---- Data provided

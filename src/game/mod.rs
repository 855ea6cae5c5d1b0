//! Single-player dice game driving the scene.
//!
//! All state changes happen in [`GameState::tick`], [`GameState::apply`] and
//! [`GameState::handle_pick`]; rendering only reads.

mod dice;

pub use dice::{DiceRoll, RollPhase, INITIAL_PEAK, PEAK_DECAY, SETTLE_SECONDS};

use glam::{Mat4, Vec3, Vec4};
use log::{debug, info};
use rand::rngs::StdRng;
use rand::{Rng, SeedableRng};

use crate::camera::{CameraMove, SceneCamera};
use crate::picking::PickTarget;
use crate::scenes::dice_scene::{DIE_IDS, HOLD_ID};

pub const WINNING_SCORE: u32 = 100;
/// Degrees added to each spin angle per bouncing tick
pub const SPIN_SPEED: std::ops::RangeInclusive<u32> = 50..=200;
/// Degrees the light advances per tick while orbiting
pub const LIGHT_STEP: f32 = 5.0;

/// Initial dice orientation in degrees
pub const INITIAL_THETA: Vec3 = Vec3::new(0.0, 0.2, 0.723);

/// What a tick or a pick changed, for logging and tests
#[derive(Debug, Clone, Copy, PartialEq, Eq)]
pub enum GameEvent {
    RollStarted,
    Rolled { value: u32, score: u32 },
    Won { score: u32 },
}

/// Light that orbits the scene on three incommensurate sines
#[derive(Debug, Clone, Copy, PartialEq)]
pub struct LightOrbit {
    pub angle: f32,
    pub spinning: bool,
}

impl LightOrbit {
    pub fn new(spinning: bool) -> Self {
        Self {
            angle: 0.0,
            spinning,
        }
    }

    pub fn advance(&mut self) {
        if self.spinning {
            self.angle += LIGHT_STEP;
        }
    }

    /// Position relative to the camera, `w = 0`
    pub fn position(&self) -> Vec4 {
        let a = self.angle;
        Vec4::new((a * 0.023).sin(), (a * 0.031).sin(), (a * 0.037).sin(), 0.0)
    }
}

/// Player actions that are not picks
#[derive(Debug, Clone, Copy, PartialEq, Eq)]
pub enum Action {
    Camera(CameraMove),
    ToggleLight,
    Quit,
}

pub struct GameState {
    camera: SceneCamera,
    theta: Vec3,
    roll: DiceRoll,
    score: u32,
    last_value: Option<u32>,
    light: LightOrbit,
    rng: StdRng,
    quit_requested: bool,
}

impl GameState {
    /// `seed` makes rolls reproducible; `None` seeds from the OS
    pub fn new(seed: Option<u64>, light_spin: bool) -> Self {
        let rng = match seed {
            Some(seed) => StdRng::seed_from_u64(seed),
            None => StdRng::from_os_rng(),
        };
        Self {
            camera: SceneCamera::new(),
            theta: INITIAL_THETA,
            roll: DiceRoll::new(),
            score: 0,
            last_value: None,
            light: LightOrbit::new(light_spin),
            rng,
            quit_requested: false,
        }
    }

    pub fn camera(&self) -> Mat4 {
        self.camera.view()
    }

    /// Spin angles in degrees, shared by all dice
    pub fn theta(&self) -> Vec3 {
        self.theta
    }

    pub fn roll(&self) -> &DiceRoll {
        &self.roll
    }

    pub fn bounce_height(&self) -> i32 {
        self.roll.height()
    }

    pub fn score(&self) -> u32 {
        self.score
    }

    pub fn last_value(&self) -> Option<u32> {
        self.last_value
    }

    pub fn has_won(&self) -> bool {
        self.score >= WINNING_SCORE
    }

    pub fn light(&self) -> &LightOrbit {
        &self.light
    }

    pub fn light_position(&self) -> Vec4 {
        self.light.position()
    }

    pub fn quit_requested(&self) -> bool {
        self.quit_requested
    }

    /// One fixed step of `delta` seconds
    pub fn tick(&mut self, delta: f32) -> Option<GameEvent> {
        if self.roll.is_bouncing() {
            let speed = self.rng.random_range(SPIN_SPEED) as f32;
            self.theta += Vec3::splat(speed);
            // wrap to [0, 360)
            self.theta = Vec3::new(
                self.theta.x.rem_euclid(360.0),
                self.theta.y.rem_euclid(360.0),
                self.theta.z.rem_euclid(360.0),
            );
            self.roll.step_bounce();
        }
        self.light.advance();

        if self.roll.tick_settle(delta) {
            return Some(self.settle());
        }
        None
    }

    fn settle(&mut self) -> GameEvent {
        let value = self.rng.random_range(1..=6);
        self.last_value = Some(value);
        let was_won = self.has_won();
        if value != 1 {
            self.score += value;
        }
        info!("rolled {value}, score {}", self.score);

        if self.has_won() && !was_won {
            info!("reached {WINNING_SCORE}, you win");
            GameEvent::Won { score: self.score }
        } else {
            GameEvent::Rolled {
                value,
                score: self.score,
            }
        }
    }

    /// React to a resolved pick. Only die 1 does anything.
    pub fn handle_pick(&mut self, target: PickTarget) -> Option<GameEvent> {
        let Some(id) = target.id() else {
            debug!("pick hit nothing");
            return None;
        };

        if id == DIE_IDS[0] {
            if self.roll.start() {
                info!("roll started");
                return Some(GameEvent::RollStarted);
            }
            debug!("die 1 picked while a roll is running");
        } else if id == HOLD_ID {
            debug!("hold picked");
        } else if DIE_IDS.contains(&id) {
            debug!("die {id} picked");
        } else {
            debug!("unknown pick id {id}");
        }
        None
    }

    pub fn apply(&mut self, action: Action) {
        match action {
            Action::Camera(movement) => self.camera.apply(movement),
            Action::ToggleLight => {
                self.light.spinning = !self.light.spinning;
                debug!("light orbit {}", if self.light.spinning { "on" } else { "off" });
            }
            Action::Quit => self.quit_requested = true,
        }
    }
}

--------

## [Instructions to follow]
Filter the entries and copy out every line with the word "LightOrbit".

## [Written response]
pub struct LightOrbit {
impl LightOrbit {
    light: LightOrbit,
            light: LightOrbit::new(light_spin),
    pub fn light(&self) -> &LightOrbit {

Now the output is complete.